Defendant refers to admissions by plaintiff in his court testimony that on various occasions he rendered assistance to attorneys in connection with personal injury cases they were handling against defendant. However, certain of such instances occurred after plaintiff was discharged in January 1957 and before he was ordered reinstated in January 1958 (see fn. 3, Ante) and other instances took place following the discharge which gave rise to the present action. But even if those instances of rendering assistance to counsel which occurred while plaintiff was in the active employ of defendant would support defendant's contention that as a matter of law plaintiff was thereby guilty of disloyalty toward defendant as his employer, defendant failed to notify plaintiff before the hearing and dismissal here at issue that the rendering of such assistance was one of the charges against him, as defendant was required to do under rule 39 of the employment contract. 9 In sum, defendant has shown no ground for interference with the ruling of the trial court that defendant breached plaintiff's employment contract.

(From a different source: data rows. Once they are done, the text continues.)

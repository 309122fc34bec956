use std::collections::{BTreeMap, HashMap};

use chrono::Utc;
use tokio::sync::RwLock;

use restvoice_core::{
    Activity, Booking, Customer, Invoice, Project, Rate, RepositoryError,
};

/// Next id per collection. Ids start at 1 and are never reused.
#[derive(Debug)]
struct Sequences {
    activity: u64,
    booking: u64,
    customer: u64,
    invoice: u64,
    project: u64,
}

impl Default for Sequences {
    fn default() -> Self {
        Self {
            activity: 1,
            booking: 1,
            customer: 1,
            invoice: 1,
            project: 1,
        }
    }
}

fn next(seq: &mut u64) -> u64 {
    let id = *seq;
    *seq += 1;
    id
}

#[derive(Debug, Default)]
struct Tables {
    /// Activities keyed by owning user and id.
    activities: BTreeMap<(String, u64), Activity>,
    bookings: BTreeMap<u64, Booking>,
    customers: BTreeMap<u64, Customer>,
    invoices: BTreeMap<u64, Invoice>,
    projects: BTreeMap<u64, Project>,
    rates: HashMap<(u64, u64), Rate>,
    sequences: Sequences,
}

/// In-memory repository behind a single [`RwLock`].
///
/// Every mutation takes the write lock for the whole store, so id
/// assignment and the insert that uses the id happen atomically. Reads share
/// the lock and see a consistent snapshot of all tables.
#[derive(Debug, Default)]
pub struct MemoryRepository {
    tables: RwLock<Tables>,
}

impl MemoryRepository {
    /// Create a new, empty repository.
    pub fn new() -> Self {
        Self::default()
    }

    // -- Activities -------------------------------------------------------

    pub async fn create_activity(&self, mut activity: Activity) -> Activity {
        let mut tables = self.tables.write().await;
        activity.id = next(&mut tables.sequences.activity);
        activity.updated = Utc::now();
        tables
            .activities
            .insert((activity.user_id.clone(), activity.id), activity.clone());
        activity
    }

    pub async fn activities(&self, user_id: &str) -> Vec<Activity> {
        let tables = self.tables.read().await;
        tables
            .activities
            .values()
            .filter(|a| a.user_id == user_id)
            .cloned()
            .collect()
    }

    pub async fn activity(&self, user_id: &str, id: u64) -> Option<Activity> {
        let tables = self.tables.read().await;
        tables.activities.get(&(user_id.to_owned(), id)).cloned()
    }

    // -- Bookings ---------------------------------------------------------

    pub async fn create_booking(&self, mut booking: Booking) -> Result<Booking, RepositoryError> {
        let mut tables = self.tables.write().await;
        if !tables.invoices.contains_key(&booking.invoice_id) {
            return Err(RepositoryError::not_found("invoice", booking.invoice_id));
        }
        booking.id = next(&mut tables.sequences.booking);
        tables.bookings.insert(booking.id, booking.clone());
        Ok(booking)
    }

    pub async fn delete_booking(
        &self,
        invoice_id: u64,
        booking_id: u64,
    ) -> Result<(), RepositoryError> {
        let mut tables = self.tables.write().await;
        match tables.bookings.get(&booking_id) {
            Some(b) if b.invoice_id == invoice_id => {
                tables.bookings.remove(&booking_id);
                Ok(())
            }
            _ => Err(RepositoryError::not_found("booking", booking_id)),
        }
    }

    pub async fn bookings_by_invoice(&self, invoice_id: u64) -> Vec<Booking> {
        let tables = self.tables.read().await;
        Self::bookings_of(&tables, invoice_id)
    }

    fn bookings_of(tables: &Tables, invoice_id: u64) -> Vec<Booking> {
        tables
            .bookings
            .values()
            .filter(|b| b.invoice_id == invoice_id)
            .cloned()
            .collect()
    }

    // -- Customers --------------------------------------------------------

    pub async fn create_customer(&self, mut customer: Customer) -> Customer {
        let mut tables = self.tables.write().await;
        customer.id = next(&mut tables.sequences.customer);
        tables.customers.insert(customer.id, customer.clone());
        customer
    }

    pub async fn customers(&self) -> Vec<Customer> {
        self.tables.read().await.customers.values().cloned().collect()
    }

    pub async fn customer(&self, id: u64) -> Option<Customer> {
        self.tables.read().await.customers.get(&id).cloned()
    }

    // -- Projects ---------------------------------------------------------

    pub async fn create_project(&self, mut project: Project) -> Result<Project, RepositoryError> {
        let mut tables = self.tables.write().await;
        if !tables.customers.contains_key(&project.customer_id) {
            return Err(RepositoryError::not_found("customer", project.customer_id));
        }
        project.id = next(&mut tables.sequences.project);
        tables.projects.insert(project.id, project.clone());
        Ok(project)
    }

    pub async fn projects(&self, customer_id: u64) -> Vec<Project> {
        let tables = self.tables.read().await;
        tables
            .projects
            .values()
            .filter(|p| p.customer_id == customer_id)
            .cloned()
            .collect()
    }

    // -- Rates ------------------------------------------------------------

    /// Insert or replace the rate for `(project_id, activity_id)`.
    pub async fn create_rate(&self, rate: Rate) -> Result<Rate, RepositoryError> {
        let mut tables = self.tables.write().await;
        if !tables.projects.contains_key(&rate.project_id) {
            return Err(RepositoryError::not_found("project", rate.project_id));
        }
        tables
            .rates
            .insert((rate.project_id, rate.activity_id), rate);
        Ok(rate)
    }

    pub async fn rate(&self, project_id: u64, activity_id: u64) -> Option<Rate> {
        let tables = self.tables.read().await;
        tables.rates.get(&(project_id, activity_id)).copied()
    }

    // -- Invoices ---------------------------------------------------------

    pub async fn create_invoice(&self, mut invoice: Invoice) -> Result<Invoice, RepositoryError> {
        let mut tables = self.tables.write().await;
        if !tables.customers.contains_key(&invoice.customer_id) {
            return Err(RepositoryError::not_found("customer", invoice.customer_id));
        }
        invoice.id = next(&mut tables.sequences.invoice);
        invoice.bookings.clear();
        tables.invoices.insert(invoice.id, invoice.clone());
        Ok(invoice)
    }

    pub async fn invoice(&self, id: u64, with_bookings: bool) -> Option<Invoice> {
        let tables = self.tables.read().await;
        let mut invoice = tables.invoices.get(&id).cloned()?;
        if with_bookings {
            invoice.bookings = Self::bookings_of(&tables, id);
        }
        Some(invoice)
    }

    /// Replace a stored invoice. Bookings are kept in their own table and
    /// are never written through the invoice.
    pub async fn update_invoice(&self, mut invoice: Invoice) -> Result<(), RepositoryError> {
        let mut tables = self.tables.write().await;
        let Some(slot) = tables.invoices.get_mut(&invoice.id) else {
            return Err(RepositoryError::not_found("invoice", invoice.id));
        };
        invoice.bookings.clear();
        *slot = invoice;
        Ok(())
    }
}

#[cfg(test)]
mod tests {
    use std::collections::HashSet;
    use std::sync::Arc;

    use restvoice_core::InvoiceStatus;

    use super::*;

    async fn seeded() -> (MemoryRepository, Customer, Invoice) {
        let repo = MemoryRepository::new();
        let customer = repo
            .create_customer(Customer {
                name: "3skills".into(),
                user_id: "user-1".into(),
                ..Customer::default()
            })
            .await;
        let invoice = repo
            .create_invoice(Invoice::new(customer.id, 6, 2018))
            .await
            .unwrap();
        (repo, customer, invoice)
    }

    #[tokio::test]
    async fn ids_start_at_one_per_collection() {
        let (repo, customer, invoice) = seeded().await;
        assert_eq!(customer.id, 1);
        assert_eq!(invoice.id, 1);

        let activity = repo.create_activity(Activity::new("Programming", "user-1")).await;
        assert_eq!(activity.id, 1);
    }

    #[tokio::test]
    async fn deleted_ids_are_not_reused() {
        let (repo, _, invoice) = seeded().await;
        let first = repo
            .create_booking(Booking {
                invoice_id: invoice.id,
                ..Booking::new(1, 1, 2.0)
            })
            .await
            .unwrap();
        repo.delete_booking(invoice.id, first.id).await.unwrap();

        let second = repo
            .create_booking(Booking {
                invoice_id: invoice.id,
                ..Booking::new(1, 1, 3.0)
            })
            .await
            .unwrap();
        assert_ne!(first.id, second.id);
        assert_eq!(repo.bookings_by_invoice(invoice.id).await.len(), 1);
    }

    #[tokio::test]
    async fn delete_booking_checks_invoice() {
        let (repo, _, invoice) = seeded().await;
        let booking = repo
            .create_booking(Booking {
                invoice_id: invoice.id,
                ..Booking::new(1, 1, 2.0)
            })
            .await
            .unwrap();

        let err = repo.delete_booking(invoice.id + 1, booking.id).await.unwrap_err();
        assert!(matches!(err, RepositoryError::NotFound { entity: "booking", .. }));
        assert!(repo.delete_booking(invoice.id, booking.id).await.is_ok());
        assert!(repo.delete_booking(invoice.id, booking.id).await.is_err());
    }

    #[tokio::test]
    async fn activities_are_scoped_to_user() {
        let repo = MemoryRepository::new();
        let mine = repo.create_activity(Activity::new("Programming", "user-1")).await;
        repo.create_activity(Activity::new("Design", "user-2")).await;

        let listed = repo.activities("user-1").await;
        assert_eq!(listed.len(), 1);
        assert_eq!(listed[0].name, "Programming");
        assert!(repo.activity("user-2", mine.id).await.is_none());
        assert!(repo.activity("user-1", mine.id).await.is_some());
    }

    #[tokio::test]
    async fn missing_rate_is_none() {
        let repo = MemoryRepository::new();
        assert!(repo.rate(1, 1).await.is_none());
    }

    #[tokio::test]
    async fn rates_are_replaced_per_project_and_activity() {
        let (repo, customer, _) = seeded().await;
        let project = repo
            .create_project(Project {
                customer_id: customer.id,
                name: "Instantfoo.com".into(),
                ..Project::default()
            })
            .await
            .unwrap();

        for price in [50.0, 60.0] {
            repo.create_rate(Rate {
                project_id: project.id,
                activity_id: 1,
                price,
            })
            .await
            .unwrap();
        }
        let rate = repo.rate(project.id, 1).await.unwrap();
        assert!((rate.price - 60.0).abs() < f32::EPSILON);
    }

    #[tokio::test]
    async fn invoice_expands_bookings_on_request() {
        let (repo, _, invoice) = seeded().await;
        repo.create_booking(Booking {
            invoice_id: invoice.id,
            ..Booking::new(1, 1, 2.0)
        })
        .await
        .unwrap();

        assert!(repo.invoice(invoice.id, false).await.unwrap().bookings.is_empty());
        assert_eq!(repo.invoice(invoice.id, true).await.unwrap().bookings.len(), 1);
    }

    #[tokio::test]
    async fn update_replaces_invoice_but_not_bookings() {
        let (repo, _, mut invoice) = seeded().await;
        invoice.status = InvoiceStatus::Paid;
        invoice.bookings.push(Booking::new(1, 1, 1.0));
        repo.update_invoice(invoice.clone()).await.unwrap();

        let stored = repo.invoice(invoice.id, true).await.unwrap();
        assert_eq!(stored.status, InvoiceStatus::Paid);
        assert!(stored.bookings.is_empty());

        invoice.id = 99;
        assert!(repo.update_invoice(invoice).await.is_err());
    }

    #[tokio::test]
    async fn invoice_requires_customer() {
        let repo = MemoryRepository::new();
        let err = repo.create_invoice(Invoice::new(5, 6, 2018)).await.unwrap_err();
        assert_eq!(err, RepositoryError::not_found("customer", 5));
    }

    #[tokio::test(flavor = "multi_thread", worker_threads = 4)]
    async fn concurrent_creates_get_unique_ids() {
        let repo = Arc::new(MemoryRepository::new());
        let mut handles = Vec::new();
        for i in 0..64 {
            let repo = Arc::clone(&repo);
            handles.push(tokio::spawn(async move {
                repo.create_customer(Customer {
                    name: format!("customer-{i}"),
                    ..Customer::default()
                })
                .await
                .id
            }));
        }

        let mut ids = HashSet::new();
        for handle in handles {
            assert!(ids.insert(handle.await.unwrap()));
        }
        assert_eq!(ids.len(), 64);
        assert_eq!(ids.iter().max(), Some(&64));
    }
}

Defendant also contends that the trial court applied an erroneous measure of damages in favor of plaintiff. Plaintiff was awarded $7,581.51 as 'lost wages,' plus $8,157.14 as lost benefits of a medical plan and $1,998.91 for loss of an insurance policy, to both of which benefits he was entitled under the terms of his employment contract with defendant. The judgment thus totaled $17,737.56.

Defendant first urges that under the provision of rule 39 of the contract (Ante, fn. 4) stating that if an employee has been unjustly dismissed, he 'shall be reinstated with his seniority rights unimpaired, and compensated for the wage loss, if any, resulting from' the dismissal, plaintiff is entitled to recover only lost wages in this action, and not lost 'fringe benefits' as well. 10 However, even if it be assumed without deciding that the contract could properly limit plaintiff's damages to the extent and in the respect for which defendant contends, it is our view that in an action for wrongful discharge, and pursuant to the present day concept of employer-employee relations, the term 'wages' should be...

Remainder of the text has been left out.